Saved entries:
----------

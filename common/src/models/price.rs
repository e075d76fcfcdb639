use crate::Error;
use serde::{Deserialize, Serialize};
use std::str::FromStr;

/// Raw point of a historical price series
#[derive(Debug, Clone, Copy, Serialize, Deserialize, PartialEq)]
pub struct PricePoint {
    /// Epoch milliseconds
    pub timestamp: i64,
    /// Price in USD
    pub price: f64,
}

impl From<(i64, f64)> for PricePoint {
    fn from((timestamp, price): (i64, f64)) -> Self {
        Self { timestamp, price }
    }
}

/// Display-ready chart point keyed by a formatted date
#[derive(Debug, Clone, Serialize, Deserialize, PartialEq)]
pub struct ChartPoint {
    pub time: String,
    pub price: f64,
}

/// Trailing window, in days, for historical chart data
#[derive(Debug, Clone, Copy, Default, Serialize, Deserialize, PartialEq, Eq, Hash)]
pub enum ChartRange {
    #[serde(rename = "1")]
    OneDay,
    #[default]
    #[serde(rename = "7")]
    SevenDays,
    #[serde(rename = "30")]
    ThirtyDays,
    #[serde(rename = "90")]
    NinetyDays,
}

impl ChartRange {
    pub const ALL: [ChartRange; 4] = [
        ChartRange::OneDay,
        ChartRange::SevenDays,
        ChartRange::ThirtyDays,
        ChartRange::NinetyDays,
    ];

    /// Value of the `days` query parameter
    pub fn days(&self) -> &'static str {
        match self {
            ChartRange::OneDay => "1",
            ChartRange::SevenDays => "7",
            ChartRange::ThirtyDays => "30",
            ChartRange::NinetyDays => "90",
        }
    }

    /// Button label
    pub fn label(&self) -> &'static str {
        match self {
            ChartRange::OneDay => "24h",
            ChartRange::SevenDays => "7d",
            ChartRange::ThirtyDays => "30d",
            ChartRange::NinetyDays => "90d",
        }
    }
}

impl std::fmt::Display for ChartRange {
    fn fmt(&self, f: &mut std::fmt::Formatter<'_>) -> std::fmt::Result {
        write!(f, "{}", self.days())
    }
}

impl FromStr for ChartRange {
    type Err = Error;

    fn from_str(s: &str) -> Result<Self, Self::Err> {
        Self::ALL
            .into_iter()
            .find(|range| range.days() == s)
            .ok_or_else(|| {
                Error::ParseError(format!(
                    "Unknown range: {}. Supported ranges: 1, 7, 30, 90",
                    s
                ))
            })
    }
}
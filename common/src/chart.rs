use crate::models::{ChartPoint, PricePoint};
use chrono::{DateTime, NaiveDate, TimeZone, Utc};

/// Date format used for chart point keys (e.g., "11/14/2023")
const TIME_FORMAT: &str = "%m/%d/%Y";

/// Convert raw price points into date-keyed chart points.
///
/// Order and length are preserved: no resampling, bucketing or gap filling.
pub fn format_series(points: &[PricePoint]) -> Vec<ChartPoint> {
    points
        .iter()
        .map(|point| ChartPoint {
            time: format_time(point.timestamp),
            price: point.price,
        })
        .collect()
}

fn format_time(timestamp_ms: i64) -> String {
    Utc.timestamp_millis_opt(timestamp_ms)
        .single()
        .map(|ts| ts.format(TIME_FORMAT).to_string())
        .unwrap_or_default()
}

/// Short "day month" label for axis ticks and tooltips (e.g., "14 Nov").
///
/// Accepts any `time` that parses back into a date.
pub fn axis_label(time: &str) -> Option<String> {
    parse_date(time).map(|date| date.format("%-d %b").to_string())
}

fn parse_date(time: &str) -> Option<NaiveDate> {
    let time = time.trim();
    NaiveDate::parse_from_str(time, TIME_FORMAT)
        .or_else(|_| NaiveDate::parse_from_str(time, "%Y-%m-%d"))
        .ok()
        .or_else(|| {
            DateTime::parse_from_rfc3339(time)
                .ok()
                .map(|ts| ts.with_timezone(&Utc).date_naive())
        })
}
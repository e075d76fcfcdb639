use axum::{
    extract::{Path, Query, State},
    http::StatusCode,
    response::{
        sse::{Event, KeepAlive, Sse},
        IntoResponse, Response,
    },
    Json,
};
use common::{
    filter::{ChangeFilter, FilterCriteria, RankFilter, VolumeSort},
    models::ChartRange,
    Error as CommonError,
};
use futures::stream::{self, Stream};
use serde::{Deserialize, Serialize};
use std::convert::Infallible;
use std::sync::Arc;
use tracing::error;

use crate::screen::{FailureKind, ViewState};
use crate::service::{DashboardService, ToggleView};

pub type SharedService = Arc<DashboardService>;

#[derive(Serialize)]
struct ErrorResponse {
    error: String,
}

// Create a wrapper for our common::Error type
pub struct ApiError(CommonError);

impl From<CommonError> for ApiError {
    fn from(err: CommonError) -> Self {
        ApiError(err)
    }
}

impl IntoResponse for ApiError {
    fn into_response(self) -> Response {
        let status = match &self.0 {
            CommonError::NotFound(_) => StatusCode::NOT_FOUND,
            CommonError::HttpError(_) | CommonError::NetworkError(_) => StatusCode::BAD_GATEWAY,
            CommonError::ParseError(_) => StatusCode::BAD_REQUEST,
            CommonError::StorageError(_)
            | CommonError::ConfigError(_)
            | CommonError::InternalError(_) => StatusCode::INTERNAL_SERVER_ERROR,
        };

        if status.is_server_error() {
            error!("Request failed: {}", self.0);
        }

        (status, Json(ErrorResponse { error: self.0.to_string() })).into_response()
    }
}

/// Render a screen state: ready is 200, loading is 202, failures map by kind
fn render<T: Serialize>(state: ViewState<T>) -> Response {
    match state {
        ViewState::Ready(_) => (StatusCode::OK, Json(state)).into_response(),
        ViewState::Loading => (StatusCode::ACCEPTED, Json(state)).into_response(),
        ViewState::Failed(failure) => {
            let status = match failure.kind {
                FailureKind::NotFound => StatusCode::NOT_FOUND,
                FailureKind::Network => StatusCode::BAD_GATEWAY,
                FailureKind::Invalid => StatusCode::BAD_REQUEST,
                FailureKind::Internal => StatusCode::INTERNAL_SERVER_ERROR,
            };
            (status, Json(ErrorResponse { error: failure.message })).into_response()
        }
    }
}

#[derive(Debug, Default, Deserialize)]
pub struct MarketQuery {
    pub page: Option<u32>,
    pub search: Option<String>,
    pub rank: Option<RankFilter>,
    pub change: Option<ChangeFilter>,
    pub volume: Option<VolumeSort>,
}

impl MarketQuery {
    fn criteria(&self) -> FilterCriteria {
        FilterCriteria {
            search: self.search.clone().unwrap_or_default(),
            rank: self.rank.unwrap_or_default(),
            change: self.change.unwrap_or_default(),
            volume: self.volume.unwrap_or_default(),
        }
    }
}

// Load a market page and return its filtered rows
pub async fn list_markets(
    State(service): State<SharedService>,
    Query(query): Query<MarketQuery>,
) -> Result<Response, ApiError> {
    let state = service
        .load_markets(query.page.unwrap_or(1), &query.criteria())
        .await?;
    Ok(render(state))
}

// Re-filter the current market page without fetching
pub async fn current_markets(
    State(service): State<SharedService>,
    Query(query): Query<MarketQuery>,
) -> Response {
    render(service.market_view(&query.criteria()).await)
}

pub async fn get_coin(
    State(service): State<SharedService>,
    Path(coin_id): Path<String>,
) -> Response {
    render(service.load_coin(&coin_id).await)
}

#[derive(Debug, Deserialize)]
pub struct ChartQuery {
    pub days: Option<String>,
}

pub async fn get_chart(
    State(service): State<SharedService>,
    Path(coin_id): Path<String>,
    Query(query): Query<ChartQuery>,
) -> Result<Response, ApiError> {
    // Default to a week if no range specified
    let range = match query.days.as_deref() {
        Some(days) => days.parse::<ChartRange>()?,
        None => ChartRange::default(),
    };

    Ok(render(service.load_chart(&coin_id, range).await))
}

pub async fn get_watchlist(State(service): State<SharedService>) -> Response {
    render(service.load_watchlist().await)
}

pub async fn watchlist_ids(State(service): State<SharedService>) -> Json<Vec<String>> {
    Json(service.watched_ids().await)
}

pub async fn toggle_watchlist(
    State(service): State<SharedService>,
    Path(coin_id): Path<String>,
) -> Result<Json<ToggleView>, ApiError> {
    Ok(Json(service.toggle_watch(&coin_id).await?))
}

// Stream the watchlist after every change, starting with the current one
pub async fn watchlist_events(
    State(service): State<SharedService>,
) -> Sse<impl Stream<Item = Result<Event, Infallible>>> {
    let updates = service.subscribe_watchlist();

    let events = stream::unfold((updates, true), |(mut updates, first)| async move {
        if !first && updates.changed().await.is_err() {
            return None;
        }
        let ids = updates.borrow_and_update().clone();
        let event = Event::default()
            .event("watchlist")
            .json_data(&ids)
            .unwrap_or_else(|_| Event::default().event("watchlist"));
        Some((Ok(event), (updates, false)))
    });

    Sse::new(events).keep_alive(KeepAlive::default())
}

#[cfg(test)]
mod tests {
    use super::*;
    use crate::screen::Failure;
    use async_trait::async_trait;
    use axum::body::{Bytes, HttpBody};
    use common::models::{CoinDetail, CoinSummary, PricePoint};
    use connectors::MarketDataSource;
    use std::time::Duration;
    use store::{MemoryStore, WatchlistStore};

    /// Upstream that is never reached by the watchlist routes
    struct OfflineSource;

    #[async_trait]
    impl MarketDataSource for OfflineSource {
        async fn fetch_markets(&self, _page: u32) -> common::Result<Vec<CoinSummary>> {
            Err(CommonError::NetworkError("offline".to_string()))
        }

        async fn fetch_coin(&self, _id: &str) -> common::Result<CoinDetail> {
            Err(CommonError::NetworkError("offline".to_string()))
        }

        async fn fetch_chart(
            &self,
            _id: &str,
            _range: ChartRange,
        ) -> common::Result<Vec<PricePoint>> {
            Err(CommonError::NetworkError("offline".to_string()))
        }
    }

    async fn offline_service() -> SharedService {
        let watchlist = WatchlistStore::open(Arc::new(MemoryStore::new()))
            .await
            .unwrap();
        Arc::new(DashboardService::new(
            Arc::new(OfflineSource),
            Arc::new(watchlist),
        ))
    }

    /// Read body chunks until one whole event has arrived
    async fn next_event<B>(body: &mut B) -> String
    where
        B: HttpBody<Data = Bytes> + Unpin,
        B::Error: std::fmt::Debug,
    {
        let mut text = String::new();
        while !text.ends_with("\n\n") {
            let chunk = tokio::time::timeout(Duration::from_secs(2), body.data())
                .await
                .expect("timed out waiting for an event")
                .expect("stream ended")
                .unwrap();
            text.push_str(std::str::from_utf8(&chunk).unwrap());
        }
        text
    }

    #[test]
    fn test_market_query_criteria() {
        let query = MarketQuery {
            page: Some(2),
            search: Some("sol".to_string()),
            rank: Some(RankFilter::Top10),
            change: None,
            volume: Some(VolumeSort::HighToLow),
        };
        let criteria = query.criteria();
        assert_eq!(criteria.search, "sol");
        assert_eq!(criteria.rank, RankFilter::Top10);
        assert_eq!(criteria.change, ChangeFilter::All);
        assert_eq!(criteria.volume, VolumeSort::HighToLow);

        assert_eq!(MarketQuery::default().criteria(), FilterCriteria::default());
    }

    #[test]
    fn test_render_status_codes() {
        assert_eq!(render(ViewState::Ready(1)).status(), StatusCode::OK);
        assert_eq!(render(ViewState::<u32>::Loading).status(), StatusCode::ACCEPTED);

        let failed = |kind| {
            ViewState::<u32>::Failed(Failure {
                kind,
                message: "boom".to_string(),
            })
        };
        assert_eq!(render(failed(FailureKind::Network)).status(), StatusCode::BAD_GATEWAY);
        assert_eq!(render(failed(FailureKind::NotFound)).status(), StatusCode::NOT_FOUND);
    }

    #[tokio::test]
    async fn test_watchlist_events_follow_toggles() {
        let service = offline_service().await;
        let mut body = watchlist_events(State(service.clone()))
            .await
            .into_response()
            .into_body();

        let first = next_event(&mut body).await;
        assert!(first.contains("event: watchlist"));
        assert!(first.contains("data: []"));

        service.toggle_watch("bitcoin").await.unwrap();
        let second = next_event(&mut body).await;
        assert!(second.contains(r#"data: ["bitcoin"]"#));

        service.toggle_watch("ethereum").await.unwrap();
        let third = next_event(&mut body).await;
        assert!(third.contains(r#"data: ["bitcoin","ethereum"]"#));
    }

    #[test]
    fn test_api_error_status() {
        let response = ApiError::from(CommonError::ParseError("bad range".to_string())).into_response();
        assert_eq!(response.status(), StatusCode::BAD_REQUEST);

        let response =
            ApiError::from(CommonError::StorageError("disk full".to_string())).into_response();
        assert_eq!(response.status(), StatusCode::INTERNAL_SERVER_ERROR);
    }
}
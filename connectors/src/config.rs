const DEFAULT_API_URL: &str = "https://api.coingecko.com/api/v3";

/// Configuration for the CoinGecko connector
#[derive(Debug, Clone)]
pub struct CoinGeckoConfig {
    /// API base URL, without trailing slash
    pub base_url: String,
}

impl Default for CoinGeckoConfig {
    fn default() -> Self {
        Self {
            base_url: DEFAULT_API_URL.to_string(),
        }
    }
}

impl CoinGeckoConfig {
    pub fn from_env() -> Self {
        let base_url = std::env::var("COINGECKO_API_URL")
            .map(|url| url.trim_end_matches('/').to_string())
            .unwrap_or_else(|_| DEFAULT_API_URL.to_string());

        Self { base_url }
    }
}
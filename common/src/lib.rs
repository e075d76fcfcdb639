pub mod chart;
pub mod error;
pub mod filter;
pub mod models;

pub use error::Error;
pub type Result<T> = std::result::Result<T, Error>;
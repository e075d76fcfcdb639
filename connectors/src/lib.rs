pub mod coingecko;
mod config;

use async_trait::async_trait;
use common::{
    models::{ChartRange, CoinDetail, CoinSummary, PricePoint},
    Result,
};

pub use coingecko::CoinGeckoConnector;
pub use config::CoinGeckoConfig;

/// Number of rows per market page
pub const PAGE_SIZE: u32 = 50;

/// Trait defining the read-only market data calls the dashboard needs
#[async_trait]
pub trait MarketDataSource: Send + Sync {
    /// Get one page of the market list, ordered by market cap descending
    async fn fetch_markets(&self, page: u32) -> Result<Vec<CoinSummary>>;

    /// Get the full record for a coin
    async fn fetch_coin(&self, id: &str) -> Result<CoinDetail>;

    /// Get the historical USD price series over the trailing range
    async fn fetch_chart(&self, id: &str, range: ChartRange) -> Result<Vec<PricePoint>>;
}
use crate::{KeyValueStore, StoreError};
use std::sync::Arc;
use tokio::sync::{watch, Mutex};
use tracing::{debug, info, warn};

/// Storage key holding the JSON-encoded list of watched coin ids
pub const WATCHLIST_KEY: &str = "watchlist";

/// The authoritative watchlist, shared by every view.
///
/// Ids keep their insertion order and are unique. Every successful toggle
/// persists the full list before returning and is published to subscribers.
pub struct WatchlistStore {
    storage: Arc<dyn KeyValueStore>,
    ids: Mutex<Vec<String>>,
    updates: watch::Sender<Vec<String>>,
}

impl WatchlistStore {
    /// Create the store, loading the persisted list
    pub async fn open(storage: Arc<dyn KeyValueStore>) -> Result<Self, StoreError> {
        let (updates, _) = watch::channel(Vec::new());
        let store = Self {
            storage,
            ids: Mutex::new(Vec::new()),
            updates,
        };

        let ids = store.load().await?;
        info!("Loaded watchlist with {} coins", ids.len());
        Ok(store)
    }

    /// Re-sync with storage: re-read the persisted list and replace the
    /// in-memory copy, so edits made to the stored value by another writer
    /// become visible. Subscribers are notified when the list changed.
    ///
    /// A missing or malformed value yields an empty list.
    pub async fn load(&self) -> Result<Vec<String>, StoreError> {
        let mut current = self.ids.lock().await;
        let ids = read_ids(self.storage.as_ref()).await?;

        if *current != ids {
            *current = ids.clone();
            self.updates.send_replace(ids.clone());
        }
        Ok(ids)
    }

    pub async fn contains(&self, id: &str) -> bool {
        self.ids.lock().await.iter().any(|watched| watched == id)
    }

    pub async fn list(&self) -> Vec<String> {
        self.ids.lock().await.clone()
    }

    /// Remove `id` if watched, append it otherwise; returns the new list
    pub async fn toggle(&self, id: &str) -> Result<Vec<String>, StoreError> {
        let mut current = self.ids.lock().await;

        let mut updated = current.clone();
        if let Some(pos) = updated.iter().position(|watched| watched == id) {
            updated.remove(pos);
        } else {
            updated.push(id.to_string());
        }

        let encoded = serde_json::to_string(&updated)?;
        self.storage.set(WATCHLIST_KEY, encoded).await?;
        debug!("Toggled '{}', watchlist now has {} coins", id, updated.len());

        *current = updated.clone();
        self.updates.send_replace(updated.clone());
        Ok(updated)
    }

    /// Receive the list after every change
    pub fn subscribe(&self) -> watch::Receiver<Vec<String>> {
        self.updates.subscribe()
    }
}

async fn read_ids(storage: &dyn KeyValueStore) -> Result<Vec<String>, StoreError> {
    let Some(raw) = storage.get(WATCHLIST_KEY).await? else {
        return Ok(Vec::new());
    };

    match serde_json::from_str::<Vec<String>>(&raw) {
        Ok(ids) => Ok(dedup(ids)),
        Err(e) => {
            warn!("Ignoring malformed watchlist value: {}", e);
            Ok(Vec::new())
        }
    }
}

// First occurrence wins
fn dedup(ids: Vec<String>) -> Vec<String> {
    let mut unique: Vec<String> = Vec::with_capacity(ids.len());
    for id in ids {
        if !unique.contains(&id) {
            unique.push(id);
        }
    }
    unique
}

----------

From the line that has "pub async fn get_watchlist(State(service): State<SharedService>)" through the line that has "let event = Event::default()", copy every line exactly as it appears above, and leave out all others.

pub async fn get_watchlist(State(service): State<SharedService>) -> Response {
    render(service.load_watchlist().await)
}

pub async fn watchlist_ids(State(service): State<SharedService>) -> Json<Vec<String>> {
    Json(service.watched_ids().await)
}

pub async fn toggle_watchlist(
    State(service): State<SharedService>,
    Path(coin_id): Path<String>,
) -> Result<Json<ToggleView>, ApiError> {
    Ok(Json(service.toggle_watch(&coin_id).await?))
}

// Stream the watchlist after every change, starting with the current one
pub async fn watchlist_events(
    State(service): State<SharedService>,
) -> Sse<impl Stream<Item = Result<Event, Infallible>>> {
    let updates = service.subscribe_watchlist();

    let events = stream::unfold((updates, true), |(mut updates, first)| async move {
        if !first && updates.changed().await.is_err() {
            return None;
        }
        let ids = updates.borrow_and_update().clone();
        let event = Event::default()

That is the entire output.